═══ Data for this exercise

//! GraoumfTracker2 GT2 decoder.
//!
//! GT2 is big-endian and chunked: a fixed header carrying the creation
//! date, then tagged chunks for the order list, patterns and samples.
//! The year field doubles as a detection check since the three-byte tag
//! alone is too weak.

use rm_ir::{Cell, Instrument, LoopType, Note, Pattern, Sample, SampleData, Song, SourceFormat, VolumeCommand};

use crate::effect::parse_protracker;
use crate::normalize;
use crate::reader::ByteReader;
use crate::FormatError;

const HEADER_LEN: usize = 50;

pub fn detect(data: &[u8]) -> bool {
    if data.len() < HEADER_LEN || &data[..3] != b"GT2" {
        return false;
    }
    let year = u16::from_be_bytes([data[40], data[41]]);
    (1980..=2100).contains(&year)
}

pub fn load_gt2(data: &[u8]) -> Result<Song, FormatError> {
    if !detect(data) {
        return Err(FormatError::InvalidHeader);
    }

    let mut r = ByteReader::new(data);
    r.skip(3)?;
    let _version = r.read_u8()?;
    let header_size = r.read_u32_be()? as usize;
    let title = r.read_string(32)?;
    let _year = r.read_u16_be()?;
    let _month = r.read_u8()?;
    let _day = r.read_u8()?;
    let speed = r.read_u16_be()?;
    let tempo = r.read_u16_be()?;
    let num_channels = r.read_u16_be()?;

    if num_channels == 0 || num_channels > 32 {
        return Err(FormatError::Corrupt("channel count out of range"));
    }
    let num_channels = num_channels as u8;

    let mut song = Song::with_channels(&title, SourceFormat::GraoumfTracker2, num_channels);
    song.initial_speed = speed.clamp(1, 31) as u8;
    song.initial_tempo = tempo.clamp(32, 255) as u8;

    r.seek(header_size.max(HEADER_LEN))?;

    // Patterns may arrive out of order; collect then place.
    let mut patterns: Vec<(u16, Pattern)> = Vec::new();

    while r.remaining() >= 8 {
        let tag: [u8; 4] = r.read_bytes(4)?.try_into().unwrap_or([0; 4]);
        let size = r.read_u32_be()? as usize;
        if size < 8 || size - 8 > r.remaining() {
            log::warn!(
                "GT2 chunk {:?} overruns the file, stopping chunk walk",
                String::from_utf8_lossy(&tag)
            );
            break;
        }
        let payload = r.read_bytes(size - 8)?;

        match &tag {
            b"SONG" => {
                let mut p = ByteReader::new(payload);
                let count = p.read_u16_be()? as usize;
                if count <= 256 {
                    song.positions = p.read_bytes(count.min(p.remaining()))?.to_vec();
                }
            }
            b"PATD" => match parse_pattern_chunk(payload, num_channels) {
                Ok(entry) => patterns.push(entry),
                Err(e) => log::warn!("GT2 pattern chunk failed ({}), skipping", e),
            },
            b"SAMP" => {
                let idx = song.instruments.len();
                match parse_sample_chunk(payload) {
                    Ok(inst) => song.instruments.push(inst),
                    Err(e) => {
                        log::warn!("GT2 sample {} failed ({}), substituting silence", idx, e);
                        song.instruments.push(normalize::placeholder_instrument(
                            &format!("Instrument {}", idx + 1),
                        ));
                    }
                }
            }
            _ => {}
        }
    }

    if patterns.is_empty() {
        return Err(FormatError::Corrupt("no pattern chunks"));
    }
    let highest = patterns.iter().map(|(n, _)| *n).max().unwrap_or(0);
    if highest > 255 {
        return Err(FormatError::Corrupt("pattern number out of range"));
    }
    let mut table = vec![Pattern::new(64, num_channels); highest as usize + 1];
    for (number, pattern) in patterns {
        table[number as usize] = pattern;
    }
    song.patterns = table;

    let pat_count = song.patterns.len() as u8;
    song.positions.retain(|&p| p < pat_count);

    Ok(song)
}

/// PATD chunk: pattern number, row count, then a flat grid of 5-byte
/// cells (note, instrument, volume, effect, parameter).
fn parse_pattern_chunk(payload: &[u8], num_channels: u8) -> Result<(u16, Pattern), FormatError> {
    let mut r = ByteReader::new(payload);
    let number = r.read_u16_be()?;
    let rows = r.read_u16_be()?;
    if rows == 0 || rows > 256 {
        return Err(FormatError::Corrupt("row count out of range"));
    }

    let mut pattern = Pattern::new(rows, num_channels);
    'rows: for row in 0..rows {
        for ch in 0..num_channels {
            if r.remaining() < 5 {
                break 'rows;
            }
            let note = r.read_u8()?;
            let inst = r.read_u8()?;
            let vol = r.read_u8()?;
            let cmd = r.read_u8()?;
            let param = r.read_u8()?;

            *pattern.cell_mut(row, ch) = Cell {
                note: match note {
                    0 => Note::None,
                    0xFF => Note::Off,
                    n if n <= rm_ir::NOTE_MAX => Note::On(n),
                    _ => Note::None,
                },
                instrument: inst,
                volume: if vol > 0 && vol <= 65 {
                    VolumeCommand::Volume(vol - 1)
                } else {
                    VolumeCommand::None
                },
                effect: parse_protracker(cmd, param),
                effect2: rm_ir::Effect::None,
            };
        }
    }
    Ok((number, pattern))
}

/// SAMP chunk: name, big-endian geometry, then in-place PCM.
fn parse_sample_chunk(payload: &[u8]) -> Result<Instrument, FormatError> {
    let mut r = ByteReader::new(payload);
    let name = r.read_string(28)?;
    let length = r.read_u32_be()? as usize;
    let loop_start = r.read_u32_be()?;
    let loop_end = r.read_u32_be()?;
    let c4_speed = r.read_u32_be()?;
    let volume = r.read_u8()?.min(64);
    let flags = r.read_u8()?;

    let sixteen_bit = flags & 0x02 != 0;
    let signed = flags & 0x04 != 0;

    let mut sample = Sample::new(&name);
    sample.default_volume = volume;
    sample.c4_speed = if c4_speed == 0 { 8363 } else { c4_speed };
    sample.loop_start = loop_start;
    sample.loop_end = loop_end;
    sample.loop_type = if flags & 0x01 != 0 { LoopType::Forward } else { LoopType::None };

    let byte_len = if sixteen_bit { length * 2 } else { length };
    let pcm = r.read_bytes(byte_len.min(r.remaining()))?;
    sample.data = match (sixteen_bit, signed) {
        (false, true) => SampleData::Mono8(normalize::signed8(pcm)),
        (false, false) => SampleData::Mono8(normalize::unsigned8(pcm)),
        (true, true) => SampleData::Mono16(normalize::signed16_be(pcm)),
        (true, false) => SampleData::Mono16(normalize::unsigned16_be(pcm)),
    };
    sample.sanitize_loop();

    Ok(Instrument::sampled(&name, sample))
}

══════

Work item:
Every record here must be output exactly, word for word.

Output for this task:
//! GraoumfTracker2 GT2 decoder.
//!
//! GT2 is big-endian and chunked: a fixed header carrying the creation
//! date, then tagged chunks for the order list, patterns and samples.
//! The year field doubles as a detection check since the three-byte tag
//! alone is too weak.

use rm_ir::{Cell, Instrument, LoopType, Note, Pattern, Sample, SampleData, Song, SourceFormat, VolumeCommand};

use crate::effect::parse_protracker;
use crate::normalize;
use crate::reader::ByteReader;
use crate::FormatError;

const HEADER_LEN: usize = 50;

pub fn detect(data: &[u8]) -> bool {
    if data.len() < HEADER_LEN || &data[..3] != b"GT2" {
        return false;
    }
    let year = u16::from_be_bytes([data[40], data[41]]);
    (1980..=2100).contains(&year)
}

pub fn load_gt2(data: &[u8]) -> Result<Song, FormatError> {
    if !detect(data) {
        return Err(FormatError::InvalidHeader);
    }

    let mut r = ByteReader::new(data);
    r.skip(3)?;
    let _version = r.read_u8()?;
    let header_size = r.read_u32_be()? as usize;
    let title = r.read_string(32)?;
    let _year = r.read_u16_be()?;
    let _month = r.read_u8()?;
    let _day = r.read_u8()?;
    let speed = r.read_u16_be()?;
    let tempo = r.read_u16_be()?;
    let num_channels = r.read_u16_be()?;

    if num_channels == 0 || num_channels > 32 {
        return Err(FormatError::Corrupt("channel count out of range"));
    }
    let num_channels = num_channels as u8;

    let mut song = Song::with_channels(&title, SourceFormat::GraoumfTracker2, num_channels);
    song.initial_speed = speed.clamp(1, 31) as u8;
    song.initial_tempo = tempo.clamp(32, 255) as u8;

    r.seek(header_size.max(HEADER_LEN))?;

    // Patterns may arrive out of order; collect then place.
    let mut patterns: Vec<(u16, Pattern)> = Vec::new();

    while r.remaining() >= 8 {
        let tag: [u8; 4] = r.read_bytes(4)?.try_into().unwrap_or([0; 4]);
        let size = r.read_u32_be()? as usize;
        if size < 8 || size - 8 > r.remaining() {
            log::warn!(
                "GT2 chunk {:?} overruns the file, stopping chunk walk",
                String::from_utf8_lossy(&tag)
            );
            break;
        }
        let payload = r.read_bytes(size - 8)?;

        match &tag {
            b"SONG" => {
                let mut p = ByteReader::new(payload);
                let count = p.read_u16_be()? as usize;
                if count <= 256 {
                    song.positions = p.read_bytes(count.min(p.remaining()))?.to_vec();
                }
            }
            b"PATD" => match parse_pattern_chunk(payload, num_channels) {
                Ok(entry) => patterns.push(entry),
                Err(e) => log::warn!("GT2 pattern chunk failed ({}), skipping", e),
            },
            b"SAMP" => {
                let idx = song.instruments.len();
                match parse_sample_chunk(payload) {
                    Ok(inst) => song.instruments.push(inst),
                    Err(e) => {
                        log::warn!("GT2 sample {} failed ({}), substituting silence", idx, e);
                        song.instruments.push(normalize::placeholder_instrument(
                            &format!("Instrument {}", idx + 1),
                        ));
                    }
                }
            }
            _ => {}
        }
    }

    if patterns.is_empty() {
        return Err(FormatError::Corrupt("no pattern chunks"));
    }
    let highest = patterns.iter().map(|(n, _)| *n).max().unwrap_or(0);
    if highest > 255 {
        return Err(FormatError::Corrupt("pattern number out of range"));
    }
    let mut table = vec![Pattern::new(64, num_channels); highest as usize + 1];
    for (number, pattern) in patterns {
        table[number as usize] = pattern;
    }
    song.patterns = table;

    let pat_count = song.patterns.len() as u8;
    song.positions.retain(|&p| p < pat_count);

    Ok(song)
}

/// PATD chunk: pattern number, row count, then a flat grid of 5-byte
/// cells (note, instrument, volume, effect, parameter).
fn parse_pattern_chunk(payload: &[u8], num_channels: u8) -> Result<(u16, Pattern), FormatError> {
    let mut r = ByteReader::new(payload);
    let number = r.read_u16_be()?;
    let rows = r.read_u16_be()?;
    if rows == 0 || rows > 256 {
        return Err(FormatError::Corrupt("row count out of range"));
    }

    let mut pattern = Pattern::new(rows, num_channels);
    'rows: for row in 0..rows {
        for ch in 0..num_channels {
            if r.remaining() < 5 {
                break 'rows;
            }
            let note = r.read_u8()?;
            let inst = r.read_u8()?;
            let vol = r.read_u8()?;
            let cmd = r.read_u8()?;
            let param = r.read_u8()?;

            *pattern.cell_mut(row, ch) = Cell {
                note: match note {
                    0 => Note::None,
                    0xFF => Note::Off,
                    n if n <= rm_ir::NOTE_MAX => Note::On(n),
                    _ => Note::None,
                },
                instrument: inst,
                volume: if vol > 0 && vol <= 65 {
                    VolumeCommand::Volume(vol - 1)
                } else {
                    VolumeCommand::None
                },
                effect: parse_protracker(cmd, param),
                effect2: rm_ir::Effect::None,
            };
        }
    }
    Ok((number, pattern))
}

/// SAMP chunk: name, big-endian geometry, then in-place PCM.
fn parse_sample_chunk(payload: &[u8]) -> Result<Instrument, FormatError> {
    let mut r = ByteReader::new(payload);
    let name = r.read_string(28)?;
    let length = r.read_u32_be()? as usize;
    let loop_start = r.read_u32_be()?;
    let loop_end = r.read_u32_be()?;
    let c4_speed = r.read_u32_be()?;
    let volume = r.read_u8()?.min(64);
    let flags = r.read_u8()?;

    let sixteen_bit = flags & 0x02 != 0;
    let signed = flags & 0x04 != 0;

    let mut sample = Sample::new(&name);
    sample.default_volume = volume;
    sample.c4_speed = if c4_speed == 0 { 8363 } else { c4_speed };
    sample.loop_start = loop_start;
    sample.loop_end = loop_end;
    sample.loop_type = if flags & 0x01 != 0 { LoopType::Forward } else { LoopType::None };

    let byte_len = if sixteen_bit { length * 2 } else { length };
    let pcm = r.read_bytes(byte_len.min(r.remaining()))?;
    sample.data = match (sixteen_bit, signed) {
        (false, true) => SampleData::Mono8(normalize::signed8(pcm)),
        (false, false) => SampleData::Mono8(normalize::unsigned8(pcm)),
        (true, true) => SampleData::Mono16(normalize::signed16_be(pcm)),
        (true, false) => SampleData::Mono16(normalize::unsigned16_be(pcm)),
    };
    sample.sanitize_loop();

    Ok(Instrument::sampled(&name, sample))
}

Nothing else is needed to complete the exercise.